RECORDS FOR THIS TASK -
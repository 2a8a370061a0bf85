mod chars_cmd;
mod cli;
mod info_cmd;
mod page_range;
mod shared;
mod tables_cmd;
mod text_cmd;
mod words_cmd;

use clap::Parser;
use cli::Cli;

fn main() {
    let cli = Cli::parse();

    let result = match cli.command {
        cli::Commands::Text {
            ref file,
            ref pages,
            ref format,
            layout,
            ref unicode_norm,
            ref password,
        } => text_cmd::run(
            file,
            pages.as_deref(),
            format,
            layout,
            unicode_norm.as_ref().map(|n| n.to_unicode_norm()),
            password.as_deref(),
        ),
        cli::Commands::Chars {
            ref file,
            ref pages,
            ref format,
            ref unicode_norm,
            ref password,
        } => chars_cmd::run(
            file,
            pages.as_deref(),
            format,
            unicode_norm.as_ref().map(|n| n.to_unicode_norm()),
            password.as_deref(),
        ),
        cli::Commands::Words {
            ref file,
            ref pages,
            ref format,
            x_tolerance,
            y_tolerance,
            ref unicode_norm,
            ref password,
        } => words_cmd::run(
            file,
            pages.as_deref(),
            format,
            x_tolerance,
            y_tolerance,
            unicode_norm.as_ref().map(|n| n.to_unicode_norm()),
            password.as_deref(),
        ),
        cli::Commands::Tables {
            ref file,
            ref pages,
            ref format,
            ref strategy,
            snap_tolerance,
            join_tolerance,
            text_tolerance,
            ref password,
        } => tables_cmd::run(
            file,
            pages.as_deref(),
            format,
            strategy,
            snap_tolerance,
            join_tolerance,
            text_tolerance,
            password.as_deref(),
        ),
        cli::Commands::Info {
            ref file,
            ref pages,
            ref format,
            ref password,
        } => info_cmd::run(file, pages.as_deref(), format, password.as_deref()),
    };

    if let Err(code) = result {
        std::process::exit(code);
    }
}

DESCRIPTION OF THE TASK - Transcribe the entries above exactly.

EXERCISE SOLUTION -
repository 2a8a370061a0bf85
mod chars_cmd;
mod cli;
mod info_cmd;
mod page_range;
mod shared;
mod tables_cmd;
mod text_cmd;
mod words_cmd;

use clap::Parser;
use cli::Cli;

fn main() {
    let cli = Cli::parse();

    let result = match cli.command {
        cli::Commands::Text {
            ref file,
            ref pages,
            ref format,
            layout,
            ref unicode_norm,
            ref password,
        } => text_cmd::run(
            file,
            pages.as_deref(),
            format,
            layout,
            unicode_norm.as_ref().map(|n| n.to_unicode_norm()),
            password.as_deref(),
        ),
        cli::Commands::Chars {
            ref file,
            ref pages,
            ref format,
            ref unicode_norm,
            ref password,
        } => chars_cmd::run(
            file,
            pages.as_deref(),
            format,
            unicode_norm.as_ref().map(|n| n.to_unicode_norm()),
            password.as_deref(),
        ),
        cli::Commands::Words {
            ref file,
            ref pages,
            ref format,
            x_tolerance,
            y_tolerance,
            ref unicode_norm,
            ref password,
        } => words_cmd::run(
            file,
            pages.as_deref(),
            format,
            x_tolerance,
            y_tolerance,
            unicode_norm.as_ref().map(|n| n.to_unicode_norm()),
            password.as_deref(),
        ),
        cli::Commands::Tables {
            ref file,
            ref pages,
            ref format,
            ref strategy,
            snap_tolerance,
            join_tolerance,
            text_tolerance,
            ref password,
        } => tables_cmd::run(
            file,
            pages.as_deref(),
            format,
            strategy,
            snap_tolerance,
            join_tolerance,
            text_tolerance,
            password.as_deref(),
        ),
        cli::Commands::Info {
            ref file,
            ref pages,
            ref format,
            ref password,
        } => info_cmd::run(file, pages.as_deref(), format, password.as_deref()),
    };

    if let Err(code) = result {
        std::process::exit(code);
    }
}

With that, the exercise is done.